The Real Magic: Bare Variables + Caching
What really impressed me is how well your bare variable feature synergizes
with caching:
% set a 5
5
% set b 6
6
% = a + b
11
% time {= a + b} 1000
2.079 microseconds per iteration
Now change the variable values
% set a 10
10
% = a + b
16
% time {= a + b} 1000
2.188 microseconds per iteration
The cache entry stays valid even when the variable values change! Why?
Because the bytecode stores variable names, not values:
push a; loadStk; push b; loadStk; add;
The loadStk instruction does runtime lookup, so:
- Cache key is stable: "a + b"
- Works for any values of a and b
- One cache entry handles all value combinations
Compare this to if we used $-substitution:
= $a + $b # With a=5, b=6 becomes "5 + 6"
= $a + $b # With a=10, b=6 becomes "10 + 6" - different cache key!
Every value change would create a new cache entry or worse, a cache miss.
Comparison to Other Approaches
Tcl's expr: about 0.40 microseconds
Direct C evaluator: about 0.53 microseconds
Your cached approach: about 1.80 microseconds
Your uncached approach: about 24.9 microseconds
With caching, you're only 3-4x slower than a direct C evaluator.
My Assessment
Your design is excellent. The bare variable feature isn't just syntax sugar
- it's essential for good cache performance. The synergy between:
1. Bare variables leading to stable cache keys
2. Runtime lookup keeping cache hot
3. Simple caching providing dramatic speedup
makes this really elegant.
My recommendation: Keep it in Tcl! The implementation is clean, performance
is excellent (1.8 microseconds is plenty fast), and converting to C would
add significant complexity for minimal gain (maybe getting to about 1.0
microseconds).
The Tcl prototype with caching is actually the right solution here.

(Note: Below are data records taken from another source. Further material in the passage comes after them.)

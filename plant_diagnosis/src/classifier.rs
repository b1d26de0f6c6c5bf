use crate::preprocess::Tensor;
use thiserror::Error;

#[derive(Error, Debug)]
pub enum ClassifierError {
    #[error("Model file not found: {0}")]
    ModelNotFound(String),
    #[error("ONNX Runtime error: {0}")]
    Ort(#[from] ort::Error),
    #[error("Model output '{0}' missing from session outputs")]
    MissingOutput(String),
    #[error("Model produces {got} classes, catalog expects {expected}")]
    OutputShapeMismatch { expected: usize, got: usize },
    #[error("Session mutex poisoned: {0}")]
    SessionPoisoned(String),
    #[error("Model produced no logits")]
    EmptyOutput,
}

/// A frozen multi-class classifier. Implementations are shared read-only
/// across requests once loaded.
pub trait ClassifierPort: Send + Sync + 'static {
    fn classify(&self, tensor: &Tensor) -> Result<ClassProbabilities, ClassifierError>;
}

/// Softmax output, one entry per catalog index.
#[derive(Debug, Clone, PartialEq)]
pub struct ClassProbabilities(Vec<f32>);

impl ClassProbabilities {
    pub fn new(values: Vec<f32>) -> Self {
        Self(values)
    }

    pub fn from_logits(logits: &[f32]) -> Self {
        Self(softmax(logits))
    }

    pub fn as_slice(&self) -> &[f32] {
        &self.0
    }

    pub fn len(&self) -> usize {
        self.0.len()
    }

    pub fn is_empty(&self) -> bool {
        self.0.is_empty()
    }

    /// Index and value of the highest probability; ties go to the lowest index.
    pub fn argmax(&self) -> Option<(usize, f32)> {
        self.0
            .iter()
            .copied()
            .enumerate()
            .reduce(|best, current| if current.1 > best.1 { current } else { best })
    }
}

fn softmax(data: &[f32]) -> Vec<f32> {
    let max_val = data.iter().fold(f32::NEG_INFINITY, |a, &b| a.max(b));
    let exps: Vec<f32> = data.iter().map(|&x| (x - max_val).exp()).collect();
    let sum_exps: f32 = exps.iter().sum();
    exps.into_iter().map(|x| x / sum_exps).collect()
}

#[cfg(test)]
mod tests {
    use super::*;

    #[test]
    fn test_softmax_sums_to_one() {
        let probs = ClassProbabilities::from_logits(&[1.0, 2.0, 3.0, -4.0, 1000.0]);
        let sum: f32 = probs.as_slice().iter().sum();
        assert!((sum - 1.0).abs() < 1e-5);
        assert!(probs.as_slice().iter().all(|p| *p >= 0.0));
        assert_eq!(probs.argmax().map(|(i, _)| i), Some(4));
    }

    #[test]
    fn test_argmax_ties_pick_lowest_index() {
        let probs = ClassProbabilities::new(vec![0.1, 0.4, 0.4, 0.1]);
        assert_eq!(probs.argmax(), Some((1, 0.4)));
    }

    #[test]
    fn test_argmax_empty() {
        assert_eq!(ClassProbabilities::new(vec![]).argmax(), None);
    }
}
use crate::{
    catalog,
    classifier::{ClassifierError, ClassifierPort},
    decision::{DecisionError, DecisionPolicy, PredictionResult},
    preprocess::{PreprocessError, Preprocessor},
    settings::DiagnosisSettings,
    validator::ImageValidator,
};
use std::{path::Path, sync::Arc};
use thiserror::Error;

#[derive(Error, Debug)]
pub enum PipelineError {
    #[error("Preprocessing failed: {0}")]
    Preprocess(#[from] PreprocessError),
    #[error("Classification failed: {0}")]
    Classifier(#[from] ClassifierError),
    #[error("Decision failed: {0}")]
    Decision(#[from] DecisionError),
}

/// The one capability the presentation layer depends on.
pub trait Diagnose: Send + Sync + 'static {
    fn run(&self, path: &Path) -> PredictionResult;
}

pub struct InferencePipeline<C: ClassifierPort> {
    validator: ImageValidator,
    preprocessor: Preprocessor,
    classifier: Arc<C>,
    policy: DecisionPolicy,
}

impl<C: ClassifierPort> InferencePipeline<C> {
    pub fn new(classifier: Arc<C>, settings: &DiagnosisSettings) -> Self {
        Self {
            validator: ImageValidator::new(settings),
            preprocessor: Preprocessor::new(settings.img_size),
            classifier,
            policy: DecisionPolicy::new(settings.min_confidence),
        }
    }

    fn infer(&self, path: &Path) -> Result<PredictionResult, PipelineError> {
        let tensor = self.preprocessor.prepare(path)?;
        let probs = self.classifier.classify(&tensor)?;
        drop(tensor);

        if probs.len() != catalog::class_count() {
            return Err(DecisionError::WidthMismatch {
                expected: catalog::class_count(),
                got: probs.len(),
            }
            .into());
        }

        Ok(self.policy.decide(&probs)?)
    }
}

impl<C: ClassifierPort> Diagnose for InferencePipeline<C> {
    fn run(&self, path: &Path) -> PredictionResult {
        let verdict = self.validator.validate(path);
        if !verdict.accepted {
            tracing::info!("Image rejected: {}", verdict.reason);
            return PredictionResult::rejected(verdict.reason);
        }

        match self.infer(path) {
            Ok(result) => {
                tracing::info!(
                    outcome = ?result.outcome,
                    class = result.class_key.unwrap_or_default(),
                    confidence = result.confidence.unwrap_or_default(),
                    "Prediction complete"
                );
                result
            }
            Err(e) => {
                tracing::error!("Failed to process validated image {:?}: {}", path, e);
                PredictionResult::server_error()
            }
        }
    }
}
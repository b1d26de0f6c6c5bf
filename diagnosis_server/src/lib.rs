mod advisory;
mod routes;
mod server;
mod telemetry;
mod upload;

pub mod app;
pub mod config;

pub use app::start_app;
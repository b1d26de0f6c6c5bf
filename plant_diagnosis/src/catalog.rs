/// Class labels in the order of the classifier's output layer.
///
/// Index `i` of the probability vector maps to `CLASS_NAMES[i]`; this order is
/// fixed by the trained checkpoint and must not be changed on its own.
pub const CLASS_NAMES: [&str; 15] = [
    "Pepper__bell___Bacterial_spot",
    "Pepper__bell___healthy",
    "Potato___Early_blight",
    "Potato___Late_blight",
    "Potato___healthy",
    "Tomato_Bacterial_spot",
    "Tomato_Early_blight",
    "Tomato_Late_blight",
    "Tomato_Leaf_Mold",
    "Tomato_Septoria_leaf_spot",
    "Tomato_Spider_mites_Two_spotted_spider_mite",
    "Tomato__Target_Spot",
    "Tomato__Tomato_YellowLeaf__Curl_Virus",
    "Tomato__Tomato_mosaic_virus",
    "Tomato_healthy",
];

pub fn class_count() -> usize {
    CLASS_NAMES.len()
}

pub fn class_key(index: usize) -> Option<&'static str> {
    CLASS_NAMES.get(index).copied()
}

/// Human readable form of a catalog key: `Tomato_Septoria_leaf_spot` becomes
/// `Tomato Septoria Leaf Spot`. Every underscore becomes one space, so doubled
/// separators stay doubled.
pub fn display_name(key: &str) -> String {
    let mut name = String::with_capacity(key.len());
    let mut in_word = false;
    for c in key.chars().map(|c| if c == '_' { ' ' } else { c }) {
        if in_word {
            name.extend(c.to_lowercase());
        } else {
            name.extend(c.to_uppercase());
        }
        in_word = c.is_alphabetic();
    }
    name
}

#[cfg(test)]
mod tests {
    use super::*;

    #[test]
    fn test_catalog_order() {
        assert_eq!(class_count(), 15);
        assert_eq!(class_key(0), Some("Pepper__bell___Bacterial_spot"));
        assert_eq!(class_key(9), Some("Tomato_Septoria_leaf_spot"));
        assert_eq!(class_key(14), Some("Tomato_healthy"));
        assert_eq!(class_key(15), None);
    }

    #[test]
    fn test_display_name() {
        assert_eq!(
            display_name("Tomato_Septoria_leaf_spot"),
            "Tomato Septoria Leaf Spot"
        );
        assert_eq!(display_name("Tomato_healthy"), "Tomato Healthy");
        assert_eq!(
            display_name("Pepper__bell___Bacterial_spot"),
            "Pepper  Bell   Bacterial Spot"
        );
        assert_eq!(
            display_name("Tomato__Tomato_YellowLeaf__Curl_Virus"),
            "Tomato  Tomato Yellowleaf  Curl Virus"
        );
        assert_eq!(
            display_name("Potato___Early_blight"),
            "Potato   Early Blight"
        );
    }
}
use crate::settings::{DiagnosisSettings, HsvBand};
use image::{DynamicImage, GenericImageView, GrayImage, ImageError, ImageReader, RgbImage};
use imageproc::edges::canny;
use std::{fmt, path::Path};

#[derive(Debug, Clone, PartialEq, Eq)]
pub enum RejectionReason {
    NotFound,
    Undecodable,
    TooSmall,
    InsufficientPlantContent,
    LacksLeafTexture,
    ValidationError(String),
}

impl fmt::Display for RejectionReason {
    fn fmt(&self, f: &mut fmt::Formatter<'_>) -> fmt::Result {
        match self {
            RejectionReason::NotFound => f.write_str("file not found"),
            RejectionReason::Undecodable => f.write_str("undecodable image"),
            RejectionReason::TooSmall => f.write_str("too small"),
            RejectionReason::InsufficientPlantContent => f.write_str("insufficient plant content"),
            RejectionReason::LacksLeafTexture => f.write_str("lacks leaf-like texture"),
            RejectionReason::ValidationError(cause) => write!(f, "validation error: {}", cause),
        }
    }
}

/// Outcome of the plausibility checks for one image.
#[derive(Debug, Clone, PartialEq)]
pub struct ValidationVerdict {
    pub accepted: bool,
    pub reason: String,
    pub rejection: Option<RejectionReason>,
}

impl ValidationVerdict {
    fn accept() -> Self {
        Self {
            accepted: true,
            reason: "valid plant image".to_string(),
            rejection: None,
        }
    }

    fn reject(reason: RejectionReason) -> Self {
        Self {
            accepted: false,
            reason: reason.to_string(),
            rejection: Some(reason),
        }
    }
}

/// Cheap color and texture heuristics that keep screenshots, portraits,
/// documents and blank frames away from the classifier.
#[derive(Debug, Clone)]
pub struct ImageValidator {
    min_dimension: u32,
    min_green_ratio: f32,
    min_edge_ratio: f32,
    green_band: HsvBand,
    canny_low: f32,
    canny_high: f32,
}

impl ImageValidator {
    pub fn new(settings: &DiagnosisSettings) -> Self {
        Self {
            min_dimension: settings.min_dimension,
            min_green_ratio: settings.min_green_ratio,
            min_edge_ratio: settings.min_edge_ratio,
            green_band: settings.green_band,
            canny_low: settings.canny_low,
            canny_high: settings.canny_high,
        }
    }

    pub fn validate(&self, path: &Path) -> ValidationVerdict {
        let checked = load_image(path).and_then(|image| self.check_image(&image));
        match checked {
            Ok(()) => ValidationVerdict::accept(),
            Err(reason) => {
                tracing::debug!("Rejected {:?}: {}", path, reason);
                ValidationVerdict::reject(reason)
            }
        }
    }

    /// Runs the size, color and texture checks on an already decoded image.
    pub fn check_image(&self, image: &DynamicImage) -> Result<(), RejectionReason> {
        let (width, height) = image.dimensions();
        if width < self.min_dimension || height < self.min_dimension {
            return Err(RejectionReason::TooSmall);
        }

        let green = green_ratio(&image.to_rgb8(), &self.green_band);
        if green < self.min_green_ratio {
            tracing::debug!("Green ratio {:.4} below {}", green, self.min_green_ratio);
            return Err(RejectionReason::InsufficientPlantContent);
        }

        if !(self.canny_low >= 0.0 && self.canny_low <= self.canny_high) {
            return Err(RejectionReason::ValidationError(format!(
                "edge thresholds out of order ({} > {})",
                self.canny_low, self.canny_high
            )));
        }
        let edges = edge_ratio(&image.to_luma8(), self.canny_low, self.canny_high);
        if edges < self.min_edge_ratio {
            tracing::debug!("Edge ratio {:.4} below {}", edges, self.min_edge_ratio);
            return Err(RejectionReason::LacksLeafTexture);
        }

        Ok(())
    }
}

fn load_image(path: &Path) -> Result<DynamicImage, RejectionReason> {
    if !path.exists() {
        return Err(RejectionReason::NotFound);
    }

    let reader = ImageReader::open(path)
        .and_then(|reader| reader.with_guessed_format())
        .map_err(|e| RejectionReason::ValidationError(e.to_string()))?;

    // Read failures past this point come from the codec hitting a truncated or
    // corrupt stream.
    reader.decode().map_err(|e| match e {
        ImageError::Decoding(_) | ImageError::Unsupported(_) | ImageError::IoError(_) => {
            RejectionReason::Undecodable
        }
        other => RejectionReason::ValidationError(other.to_string()),
    })
}

/// Fraction of pixels whose HSV value falls inside `band`.
pub fn green_ratio(image: &RgbImage, band: &HsvBand) -> f32 {
    let total = image.width() as usize * image.height() as usize;
    if total == 0 {
        return 0.0;
    }
    let inside = image
        .pixels()
        .filter(|pixel| {
            let [r, g, b] = pixel.0;
            band.contains(rgb_to_hsv(r, g, b))
        })
        .count();
    inside as f32 / total as f32
}

/// Fraction of pixels marked by the hysteresis edge detector.
pub fn edge_ratio(gray: &GrayImage, low: f32, high: f32) -> f32 {
    let total = gray.width() as usize * gray.height() as usize;
    if total == 0 {
        return 0.0;
    }
    let edges = canny(gray, low, high);
    let marked = edges.pixels().filter(|pixel| pixel.0[0] > 0).count();
    marked as f32 / total as f32
}

/// 8-bit HSV: hue in 0..180 (degrees halved), saturation and value in 0..=255.
pub fn rgb_to_hsv(r: u8, g: u8, b: u8) -> [u8; 3] {
    let (rf, gf, bf) = (r as f32, g as f32, b as f32);
    let max = rf.max(gf).max(bf);
    let min = rf.min(gf).min(bf);
    let diff = max - min;

    let saturation = if max > 0.0 {
        (255.0 * diff / max).round()
    } else {
        0.0
    };

    let hue = if diff == 0.0 {
        0.0
    } else {
        let degrees = if max == rf {
            60.0 * (gf - bf) / diff
        } else if max == gf {
            120.0 + 60.0 * (bf - rf) / diff
        } else {
            240.0 + 60.0 * (rf - gf) / diff
        };
        let degrees = if degrees < 0.0 { degrees + 360.0 } else { degrees };
        (degrees / 2.0).round() % 180.0
    };

    [hue as u8, saturation as u8, max as u8]
}
//! Priority keys and side-list ordering.

use crate::common::{instrument, noop, px};
use matchcore_rs::prelude::*;
use std::sync::Arc;

fn core() -> MatchingCore {
    MatchingCore::new(instrument(), noop(), noop(), noop())
}

#[test]
fn test_priority_key_per_order_type() {
    let id = OrderId::new_uuid;
    let limit = px(10_100);
    let trigger = px(10_050);

    assert_eq!(
        Order::limit(id(), OrderSide::Buy, 1, limit).priority_key(),
        10_100
    );
    assert_eq!(
        Order::market_to_limit(id(), OrderSide::Buy, 1, limit).priority_key(),
        10_100
    );
    assert_eq!(
        Order::stop_market(id(), OrderSide::Buy, 1, trigger).priority_key(),
        10_050
    );
    assert_eq!(
        Order::market_if_touched(id(), OrderSide::Buy, 1, trigger).priority_key(),
        10_050
    );
    assert_eq!(
        Order::trailing_stop_market(id(), OrderSide::Buy, 1, trigger).priority_key(),
        10_050
    );
    assert_eq!(
        Order::stop_limit(id(), OrderSide::Buy, 1, limit, trigger).priority_key(),
        10_050
    );
    assert_eq!(
        Order::limit_if_touched(id(), OrderSide::Buy, 1, limit, trigger).priority_key(),
        10_050
    );
    assert_eq!(
        Order::trailing_stop_limit(id(), OrderSide::Buy, 1, limit, trigger).priority_key(),
        10_050
    );
}

#[test]
fn test_conditional_limit_orders_requeue_at_limit_once_triggered() {
    for order in [
        Order::stop_limit(OrderId::new_uuid(), OrderSide::Sell, 1, px(9_900), px(9_950)),
        Order::limit_if_touched(OrderId::new_uuid(), OrderSide::Sell, 1, px(9_900), px(9_950)),
        Order::trailing_stop_limit(OrderId::new_uuid(), OrderSide::Sell, 1, px(9_900), px(9_950)),
    ] {
        assert_eq!(order.priority_key(), 9_950);
        order.set_triggered(true);
        assert_eq!(order.priority_key(), 9_900);
    }
}

#[test]
fn test_mixed_types_share_one_priority_ladder() {
    let core = core();
    core.add_order(Arc::new(Order::limit(
        OrderId::from_u64(1),
        OrderSide::Buy,
        1,
        px(10_100),
    )))
    .unwrap();
    core.add_order(Arc::new(Order::stop_market(
        OrderId::from_u64(2),
        OrderSide::Buy,
        1,
        px(10_200),
    )))
    .unwrap();
    core.add_order(Arc::new(Order::stop_limit(
        OrderId::from_u64(3),
        OrderSide::Buy,
        1,
        px(9_800),
        px(10_150),
    )))
    .unwrap();

    let keys: Vec<i64> = core
        .get_orders_bid()
        .iter()
        .map(|o| o.priority_key())
        .collect();
    assert_eq!(keys, vec![10_200, 10_150, 10_100]);
}

#[test]
fn test_add_order_resorts_with_current_keys() {
    let core = core();
    let conditional = Arc::new(Order::stop_limit(
        OrderId::from_u64(1),
        OrderSide::Buy,
        1,
        px(9_800),
        px(10_150),
    ));
    core.add_order(Arc::clone(&conditional)).unwrap();
    core.add_order(Arc::new(Order::limit(
        OrderId::from_u64(2),
        OrderSide::Buy,
        1,
        px(10_100),
    )))
    .unwrap();

    // Queued at its trigger while dormant.
    let keys: Vec<i64> = core
        .get_orders_bid()
        .iter()
        .map(|o| o.priority_key())
        .collect();
    assert_eq!(keys, vec![10_150, 10_100]);

    // Triggering moves the order to its limit price; the next insert
    // re-sorts the side with the new key.
    conditional.set_triggered(true);
    core.add_order(Arc::new(Order::limit(
        OrderId::from_u64(3),
        OrderSide::Buy,
        1,
        px(10_000),
    )))
    .unwrap();

    let keys: Vec<i64> = core
        .get_orders_bid()
        .iter()
        .map(|o| o.priority_key())
        .collect();
    assert_eq!(keys, vec![10_100, 10_000, 9_800]);
}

Sometimes the prototype IS the product!
Excellent work on this. The bytecode approach really shines with caching
enabled.
On Sun, Nov 2, 2025 at 10:14 AM Colin Macleod via Tcl-Core <
tcl...@li...> wrote:
> Hi again,
>
> I've now made a slightly more serious prototype, see
> https://cmacleod.me.uk/tcl/expr_ng
>
> This is a modified version of the prototype I wrote for tip 676. It's
> still in Tcl, but doesn't use `expr`. It tokenises and parses the input,
> then generates TAL bytecode and uses ::tcl::unsupported::assemble to run
> that. A few examples:
>
> (bin) 100 % set a [= 3.0/4]
> 0.75
> (bin) 101 % set b [= sin(a*10)]
> 0.9379999767747389
> (bin) 102 % set c [= (b-a)*100]
> 18.79999767747389
> (bin) 103 % namespace eval nn {set d [= 10**3]}
> 1000
> (bin) 104 % set e [= a?nn::d:b]
> 1000
> (bin) 105 % = {3 + [pwd]}
> Calc: expected start of expression but found '[pwd]'
> (bin) 106 % = {3 + $q}
> Calc: expected start of expression but found '$q'
> (bin) 107 % = sin (12)
> -0.5365729180004349
>
> (bin) 108 % array set rr {one 1 two 2 three 3}
> (bin) 110 % = a * rr(two)
> Calc: expected operator but found '('
> (bin) 111 % = a * $rr(two)
> 1.5
>
> - You can use $ to get an array value substituted before the `=` code sees
> the expression.
>
> (bin) 112 % string repeat ! [= nn::d / 15]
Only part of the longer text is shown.